Ashley Massey D.Phil. Candidate
Ashley received her BA(Hons) from Dartmouth College (USA) in Environmental Studies with a minor in Environmental Public Policy. As an undergraduate she interned with the University of Port Elizabeth (South Africa) Terrestrial Ecology Research Unit and completed the Dartmouth College Africa Foreign Study Program. Her undergraduate honors thesis investigates the attitudes towards conservation of Zulu communities bordering Tembe Elephant Park in KwaZulu Natal, South Africa. Ashley worked in rural Guinea and the Gambia, West Africa as an agroforestry and biodiversity conservation extension agent in the United States Peace Corps from 2005 to 2007.
Ashley joined the School of Geography and the Environment in 2008 as an MSc student in Biodiversity, Conservation and Management. Her dissertation, “Do dragons prevent deforestation? Assessing the resilience of customarily conserved areas in Kiang West, the Gambia,” employed remote sensing and social surveys to compare the vegetation cover of protected areas with forest patches conserved by a local belief in supernatural dragons over time. She graduated with distinction and expanded on her dissertation as an intern with the Environmental Change Institute. She commenced her DPhil in Geography and the Environment in 2009.

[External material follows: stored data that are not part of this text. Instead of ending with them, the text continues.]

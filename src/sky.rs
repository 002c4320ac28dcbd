//! Procedural equirectangular environments for previews and benchmarks

use glam::{Vec2, Vec3};

use crate::color::Rgba;
use crate::image::Image;
use crate::irradiance::direction_from_uv;

/// Parameters of the analytic sky
#[derive(Debug, Clone, Copy)]
pub struct SkyConfig {
    pub zenith: Rgba,
    pub horizon: Rgba,
    pub ground: Rgba,
    /// Direction towards the sun (normalized on use)
    pub sun_direction: Vec3,
    /// Angular radius of the sun disc, radians
    pub sun_radius: f32,
    pub sun_radiance: Rgba,
}

impl Default for SkyConfig {
    fn default() -> Self {
        Self {
            zenith: Rgba::new(0.15, 0.3, 0.8, 1.0),
            horizon: Rgba::new(0.8, 0.85, 0.9, 1.0),
            ground: Rgba::new(0.2, 0.17, 0.12, 1.0),
            sun_direction: Vec3::new(0.4, 0.3, 0.6),
            sun_radius: 0.08,
            sun_radiance: Rgba::new(40.0, 36.0, 30.0, 1.0),
        }
    }
}

impl SkyConfig {
    /// Radiance seen along `dir`. +Z is up.
    pub fn radiance(&self, dir: Vec3) -> Rgba {
        let elevation = dir.z;
        let base = if elevation >= 0.0 {
            let t = elevation.sqrt();
            self.horizon * (1.0 - t) + self.zenith * t
        } else {
            let t = (-elevation).sqrt().min(1.0);
            self.horizon * (1.0 - t) * 0.5 + self.ground * (0.5 + 0.5 * t)
        };

        let sun_dir = self.sun_direction.normalize_or_zero();
        let angle = dir.dot(sun_dir).clamp(-1.0, 1.0).acos();
        let color = if angle < self.sun_radius {
            self.sun_radiance
        } else {
            base
        };
        color.with_alpha(1.0)
    }

    /// Render the sky into a `width` x `width / 2` equirectangular image
    pub fn render(&self, width: u32) -> Image<[f32; 4]> {
        let height = (width / 2).max(1);
        Image::from_fn(width, height, |x, y| {
            let uv = Vec2::new(
                (x as f32 + 0.5) / width as f32,
                (y as f32 + 0.5) / height as f32,
            );
            self.radiance(direction_from_uv(uv)).to_array()
        })
    }
}

/// Environment of constant radiance
pub fn uniform(width: u32, radiance: Rgba) -> Image<[f32; 4]> {
    Image::filled(width, (width / 2).max(1), radiance.with_alpha(1.0).to_array())
}

/// Environment that is black except for the hemisphere around `dir`
/// (+Z up), which has radiance `radiance`.
pub fn hemisphere(width: u32, dir: Vec3, radiance: Rgba) -> Image<[f32; 4]> {
    let height = (width / 2).max(1);
    let dir = dir.normalize_or_zero();
    Image::from_fn(width, height, |x, y| {
        let uv = Vec2::new(
            (x as f32 + 0.5) / width as f32,
            (y as f32 + 0.5) / height as f32,
        );
        if direction_from_uv(uv).dot(dir) > 0.0 {
            radiance.with_alpha(1.0).to_array()
        } else {
            [0.0, 0.0, 0.0, 1.0]
        }
    })
}

#[cfg(test)]
mod tests {
    use super::*;

    #[test]
    fn test_sky_dimensions() {
        let sky = SkyConfig::default().render(64);
        assert_eq!((sky.width(), sky.height()), (64, 32));
    }

    #[test]
    fn test_sun_is_brightest() {
        let cfg = SkyConfig::default();
        let sun = cfg.radiance(cfg.sun_direction.normalize());
        let zenith = cfg.radiance(Vec3::Z);
        assert!(sun.r > zenith.r * 10.0);
    }

    #[test]
    fn test_ground_darker_than_zenith() {
        let cfg = SkyConfig::default();
        let ground = cfg.radiance(-Vec3::Z);
        let zenith = cfg.radiance(Vec3::Z);
        assert!(ground.b < zenith.b);
    }

    #[test]
    fn test_uniform_environment() {
        let env = uniform(32, Rgba::new(2.0, 1.0, 0.5, 0.0));
        assert_eq!((env.width(), env.height()), (32, 16));
        assert!(env.as_slice().iter().all(|t| *t == [2.0, 1.0, 0.5, 1.0]));
    }
}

As a member of the Oxford Biodiversity Institute, Ashley maps sacred natural sites around the world. Religious groups own 5-10% of global forests and influence much more, in addition to their investment in commercial forestry and consumption of wood and forest products. The initiative’s sacred natural sites include, inter alia, Shinto shrine forests in Japan, Cambodian forests managed by Buddhist monks and Ethiopian Tewahedo church forests.
Ashley’s doctoral research considers ecosystem services provided by culturally protected forests in the human-dominated land use matrix beyond protected areas. Her papers include case studies in Malaysian Borneo, Ethiopia, Japan and the Gambia.
Ashley teaches postgraduates Geographic Information Systems (GIS) and Remote Sensing (RS); she instructs MSc workshops and options courses and tutors DPhil students from the departments of Plant Sciences and Zoology. She has instructed first-year geography undergraduates on the Paris Field Course and has led tutorials for undergraduates on extinction and wildlife trade. She has supervised undergraduate dissertations on co-management by the Department of Conservation and Maori of New Zealand and MSc dissertations on Ethiopian church forests and community/park management conflict in Sabah, Malaysian Borneo.